本发明提供了一种荧光探针DCCO及其制备方法和应用。所述的荧光探针是7‑(二乙基氨基)‑3‑(E)‑3‑(9‑乙基‑9H‑咔唑‑3‑基)丙烯酰基)‑2H‑吡喃‑2‑酮。其制备方法：将3‑乙酰基‑7‑(二乙基氨基)‑2H‑吡喃‑2‑酮和9‑乙基‑9H‑咔唑‑3‑甲醛按等摩尔比溶解于乙醇/乙腈(1/1，V/V)混合溶液中，滴入哌啶，加热回流，溶液由橘黄色变为红色；减压除去溶剂，梯度洗脱法进行柱层析分离，得到荧光探针的粗产物；用***溶解，过滤，干燥，即得到纯产物。该荧光探针对ClO^‑的检测是比率型的，并且显示了高的灵敏性、以及良好的选择性和稳定性，并且具有检测过程简便、快速，检测结果准确等优点。该荧光探针DCCO可在生物样品ClO^‑检测中应用。

Description

一种荧光探针DCCO及其制备方法和应用

技术领域

本发明涉及有机小分子荧光探针，具体属于一种荧光探针DCCO及其制备方法，以及该探针应用于生物样品中ClO^-的检测。

背景技术

100多年来，ClO^-作为一种有效的可抗多种微生物的药物，被用作临床上的通用消毒剂。在动物和人体中，ClO^-也被认为是免疫应答过程中的关键杀菌剂，与中性粒细胞吞噬细菌的消化过程相对应。然而，炎症状态下，产生的过量HClO可能引发或加剧多种疾病，包括阿尔茨海默病，心血管疾病，动脉粥样硬化，炎症性肠病，心肌梗塞，器官移植排斥，甚至癌症。因此，迫切需要开发一种用于检测生物体中ClO^-的快速有效的工具。

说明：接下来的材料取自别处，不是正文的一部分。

//! File-selection criteria of an archive policy.

use globset::Glob;
use regex::Regex;
use serde::{Deserialize, Serialize};
use tracing::debug;

use crate::context::EngineContext;
use crate::error::{Field, FieldIssue, PolicyResult, backend, invalid};
use crate::manager::ArchiveManager;
use crate::units::{SizeValue, TimeValue, validate_pair, validate_size, validate_time};

/// Syntax of the file name pattern.
#[derive(Debug, Clone, Copy, Default, PartialEq, Eq, Serialize, Deserialize)]
#[serde(rename_all = "lowercase")]
pub enum PatternKind {
    /// Regular expression (the archiver's native form).
    #[default]
    Regex,
    /// Shell glob.
    Glob,
}

/// Raw criteria form input.
#[derive(Debug, Clone, Default, PartialEq, Eq, Serialize, Deserialize)]
#[serde(default)]
#[allow(missing_docs)]
pub struct CriteriaInput {
    pub starting_dir: String,
    pub name_pattern: String,
    pub pattern_kind: PatternKind,
    pub min_size: String,
    pub min_size_unit: Option<String>,
    pub max_size: String,
    pub max_size_unit: Option<String>,
    pub access_age: String,
    pub access_age_unit: Option<String>,
    pub owner: String,
    pub group: String,
}

/// Validated criteria.
#[derive(Debug, Clone, PartialEq, Eq, Serialize)]
pub struct PolicyCriteria {
    starting_dir: String,
    name_pattern: Option<String>,
    pattern_kind: PatternKind,
    min_size: Option<SizeValue>,
    max_size: Option<SizeValue>,
    access_age: Option<TimeValue>,
    owner: Option<String>,
    group: Option<String>,
}

impl CriteriaInput {
    /// Validate every criteria field, consulting the manager for owner and
    /// group existence.
    ///
    /// # Errors
    ///
    /// The first field error encountered, in form order, or a backend error
    /// when a user or group lookup fails.
    pub fn validate(
        &self,
        manager: &dyn ArchiveManager,
        ctx: &EngineContext,
    ) -> PolicyResult<PolicyCriteria> {
        self.validate_fields(manager, ctx)
            .inspect_err(|err| ctx.record(err))
    }

    fn validate_fields(
        &self,
        manager: &dyn ArchiveManager,
        ctx: &EngineContext,
    ) -> PolicyResult<PolicyCriteria> {
        let limits = ctx.limits();
        let starting_dir = validate_starting_dir(&self.starting_dir)?;
        let name_pattern = validate_pattern(&self.name_pattern, self.pattern_kind)?;

        let min_size = validate_size(
            Field::MinSize,
            &self.min_size,
            self.min_size_unit.as_deref(),
            false,
            limits,
        )?;
        let max_size = validate_size(
            Field::MaxSize,
            &self.max_size,
            self.max_size_unit.as_deref(),
            false,
            limits,
        )?;
        validate_pair(Field::MinSize, min_size.as_ref(), max_size.as_ref())?;

        let access_age = validate_time(
            Field::AccessAge,
            &self.access_age,
            self.access_age_unit.as_deref(),
            false,
            limits,
        )?;
        if access_age.is_some_and(|age| age.value() == 0) {
            return Err(invalid(
                Field::AccessAge,
                FieldIssue::InvalidAge,
                Some(self.access_age.trim()),
            ));
        }

        let owner = account(Field::Owner, &self.owner)?;
        if let Some(owner) = &owner {
            let known = manager
                .is_valid_user(owner)
                .map_err(|source| backend("is_valid_user", source))?;
            if !known {
                return Err(invalid(Field::Owner, FieldIssue::UnknownUser, Some(owner)));
            }
        }
        let group = account(Field::Group, &self.group)?;
        if let Some(group) = &group {
            let known = manager
                .is_valid_group(group)
                .map_err(|source| backend("is_valid_group", source))?;
            if !known {
                return Err(invalid(Field::Group, FieldIssue::UnknownGroup, Some(group)));
            }
        }

        debug!(starting_dir = %starting_dir, "criteria accepted");
        Ok(PolicyCriteria {
            starting_dir,
            name_pattern,
            pattern_kind: self.pattern_kind,
            min_size,
            max_size,
            access_age,
            owner,
            group,
        })
    }
}

impl From<&PolicyCriteria> for CriteriaInput {
    /// Repopulate a form from accepted criteria.
    fn from(criteria: &PolicyCriteria) -> Self {
        let size = |size: Option<SizeValue>| {
            size.map_or((String::new(), None), |size| {
                (size.value().to_string(), Some(size.unit().as_str().to_string()))
            })
        };
        let (min_size, min_size_unit) = size(criteria.min_size);
        let (max_size, max_size_unit) = size(criteria.max_size);
        let (access_age, access_age_unit) = criteria.access_age.map_or((String::new(), None), |age| {
            (age.value().to_string(), Some(age.unit().as_str().to_string()))
        });
        Self {
            starting_dir: criteria.starting_dir.clone(),
            name_pattern: criteria.name_pattern.clone().unwrap_or_default(),
            pattern_kind: criteria.pattern_kind,
            min_size,
            min_size_unit,
            max_size,
            max_size_unit,
            access_age,
            access_age_unit,
            owner: criteria.owner.clone().unwrap_or_default(),
            group: criteria.group.clone().unwrap_or_default(),
        }
    }
}

fn validate_starting_dir(raw: &str) -> PolicyResult<String> {
    let dir = raw.trim();
    if dir.is_empty() {
        return Err(invalid(
            Field::StartingDirectory,
            FieldIssue::EmptyRequiredField,
            None,
        ));
    }
    if dir.chars().any(char::is_whitespace) {
        return Err(invalid(
            Field::StartingDirectory,
            FieldIssue::ContainsWhitespace,
            Some(dir),
        ));
    }
    if dir.starts_with('/') {
        return Err(invalid(
            Field::StartingDirectory,
            FieldIssue::AbsolutePathNotAllowed,
            Some(dir),
        ));
    }
    Ok(dir.to_string())
}

fn validate_pattern(raw: &str, kind: PatternKind) -> PolicyResult<Option<String>> {
    let pattern = raw.trim();
    if pattern.is_empty() {
        return Ok(None);
    }
    if pattern.chars().any(char::is_whitespace) {
        return Err(invalid(
            Field::NamePattern,
            FieldIssue::ContainsWhitespace,
            Some(pattern),
        ));
    }
    let compiles = match kind {
        PatternKind::Regex => Regex::new(pattern).is_ok(),
        PatternKind::Glob => Glob::new(pattern).is_ok(),
    };
    if !compiles {
        return Err(invalid(
            Field::NamePattern,
            FieldIssue::InvalidPattern,
            Some(pattern),
        ));
    }
    Ok(Some(pattern.to_string()))
}

fn account(field: Field, raw: &str) -> PolicyResult<Option<String>> {
    let name = raw.trim();
    if name.is_empty() {
        return Ok(None);
    }
    if name.chars().any(char::is_whitespace) {
        return Err(invalid(field, FieldIssue::ContainsWhitespace, Some(name)));
    }
    Ok(Some(name.to_string()))
}

impl PolicyCriteria {
    /// Relative directory the criteria apply beneath.
    #[must_use]
    pub fn starting_dir(&self) -> &str {
        &self.starting_dir
    }

    /// File name pattern.
    #[must_use]
    pub fn name_pattern(&self) -> Option<&str> {
        self.name_pattern.as_deref()
    }

    /// Syntax of [`PolicyCriteria::name_pattern`].
    #[must_use]
    pub const fn pattern_kind(&self) -> PatternKind {
        self.pattern_kind
    }

    /// Lower size bound.
    #[must_use]
    pub const fn min_size(&self) -> Option<SizeValue> {
        self.min_size
    }

    /// Upper size bound.
    #[must_use]
    pub const fn max_size(&self) -> Option<SizeValue> {
        self.max_size
    }

    /// Access age.
    #[must_use]
    pub const fn access_age(&self) -> Option<TimeValue> {
        self.access_age
    }

    /// `(value, unit seconds)` for the manager; `(-1, -1)` when unset.
    #[must_use]
    pub fn access_age_raw(&self) -> (i64, i64) {
        self.access_age.map_or((-1, -1), |age| {
            (
                i64::try_from(age.value()).unwrap_or(i64::MAX),
                i64::try_from(age.unit().seconds()).unwrap_or(i64::MAX),
            )
        })
    }

    /// Owning user.
    #[must_use]
    pub fn owner(&self) -> Option<&str> {
        self.owner.as_deref()
    }

    /// Owning group.
    #[must_use]
    pub fn group(&self) -> Option<&str> {
        self.group.as_deref()
    }
}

目前已经存在的检测次氯酸或次氯酸盐的方法有色谱法，化学发光法，电分析法等。然而，这些方法灵敏度低，操作复杂，更重要的是，不能应用于体内HClO/ClO^-的检测。而荧光探针作为最有力的检测分析物的工具之一，因为它们具有高灵敏度，操作简单不需要借助复杂仪器就可实现对分析物的检测，并且还具有易于可视化细胞内动力学和高分辨率定位感兴趣的生物分子的优点，比率型荧光探针具有两个相互独立的荧光信号，可以更好地避免背景干扰。通过激光共聚焦显微镜进行荧光成像，可实现生物体内次氯酸盐的检测。因此，这就迫切需要合成具有简单、灵敏度高、选择性好、检出限低、光稳定性好的荧光探针用于检测生物样品的ClO^-。

发明内容

本发明的目的之一是提供一种荧光探针DCCO。目的之二是提供该探针DCCO的制备方法，该制备工艺简单，成本低廉。目的之三是提供该探针的用途，即应用于生物样品中ClO^-的检测。该探针应具有快速响应、灵敏度高、选择性、和光稳定性好，能够有效减小生物样品自身荧光的干扰等优点。

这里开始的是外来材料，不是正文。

impl VsnExpression {
    /// Build from start/end inputs. Either side alone is the whole
    /// expression.
    ///
    /// # Errors
    ///
    /// `EmptyRequiredField` when both are blank, `MalformedReference` when
    /// the range is inverted, mixed-length or contains whitespace.
    pub fn from_range(start: &str, end: &str) -> PolicyResult<Self> {
        let (start, end) = (start.trim(), end.trim());
        match (start.is_empty(), end.is_empty()) {
            (true, true) => Err(invalid(
                Field::VsnExpression,
                FieldIssue::EmptyRequiredField,
                None,
            )),
            (false, true) => Ok(Self::Single(vsn_token(start)?.to_string())),
            (true, false) => Ok(Self::Single(vsn_token(end)?.to_string())),
            (false, false) => {
                let (start, end) = (vsn_token(start)?, vsn_token(end)?);
                if start.len() != end.len() || start > end {
                    return Err(invalid(
                        Field::VsnExpression,
                        FieldIssue::MalformedReference,
                        Some(&format!("{start}-{end}")),
                    ));
                }
                Ok(Self::Range {
                    start: start.to_string(),
                    end: end.to_string(),
                })
            }
        }
    }

    /// Parse `A-B`, `A,B,C` or a single token.
    ///
    /// # Errors
    ///
    /// Same issues as [`VsnExpression::from_range`].
    pub fn parse(raw: &str) -> PolicyResult<Self> {
        let trimmed = raw.trim();
        if trimmed.contains(',') {
            let entries = trimmed
                .split(',')
                .map(|entry| vsn_token(entry.trim()).map(str::to_string))
                .collect::<PolicyResult<Vec<_>>>()?;
            return Ok(Self::List(entries));
        }
        match trimmed.split_once('-') {
            Some((start, end)) if is_plain_vsn(start) && is_plain_vsn(end) => {
                Self::from_range(start, end)
            }
            _ => Self::from_range(trimmed, ""),
        }
    }
}

impl Display for VsnExpression {
    fn fmt(&self, f: &mut Formatter<'_>) -> fmt::Result {
        match self {
            Self::Single(vsn) => f.write_str(vsn),
            Self::Range { start, end } => write!(f, "{start}-{end}"),
            Self::List(vsns) => f.write_str(&vsns.join(",")),
        }
    }
}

本发明提供的一种荧光探针DCCO，其是7-(二乙基氨基)-3-(E)-3-(9-乙基-9H-咔唑-3-基)丙烯酰基)-2H-吡喃-2-酮，结构式为：

本发明提供的一种的荧光探针DCCO的制备方法，包括如下步骤：

(1)将3-乙酰基-7-(二乙基氨基)-2H-吡喃-2-酮和9-乙基-9H-咔唑-3-甲醛按等摩尔比溶解于乙醇/乙腈(1/1，V/V)混合溶液中，滴入哌啶，加热回流30小时，溶液由橘黄色变为红色，TLC跟踪反应(V_乙酸乙酯：V_石油醚＝1:3)；

(2)反应结束后，减压除去溶剂，梯度洗脱法进行柱层析分离，先用乙酸乙酯/石油醚(1/3，V/V)洗脱，再用乙酸乙酯/石油醚(1/2，V/V)洗脱，得到荧光探针的粗产物；

(3)粗产物用***溶解，过滤，干燥，即得到橘黄色絮状的纯产物DCCO。

其合成路线如下：

本发明提供的一种定量荧光检测ClO^-的方法，其步骤为：

(1)用DMSO配制1mM的荧光探针DCCO储备液；

(2)将2.0mL水/DMSO(1/1,v/v)体系以及10.0μL荧光探针储备液加入荧光比色皿中，在荧光分光光度仪上进行滴定实验，随着ClO^-的加入，420nm处的荧光强度逐渐增强，570nm处的荧光强度逐渐减弱；

(3)以ClO^-浓度为横坐标，以相对荧光强度I_420nm/I_570nm为纵坐标绘制图并进行Sigmoidal拟合，线性回归方程为：I_420nm/I_570nm＝0.033*[NaClO]-1.586，NaClO浓度的单位为10^-6mol/L；线性相关系数为R²＝0.994，最佳线性响应范围为53.6μM–375.2μM。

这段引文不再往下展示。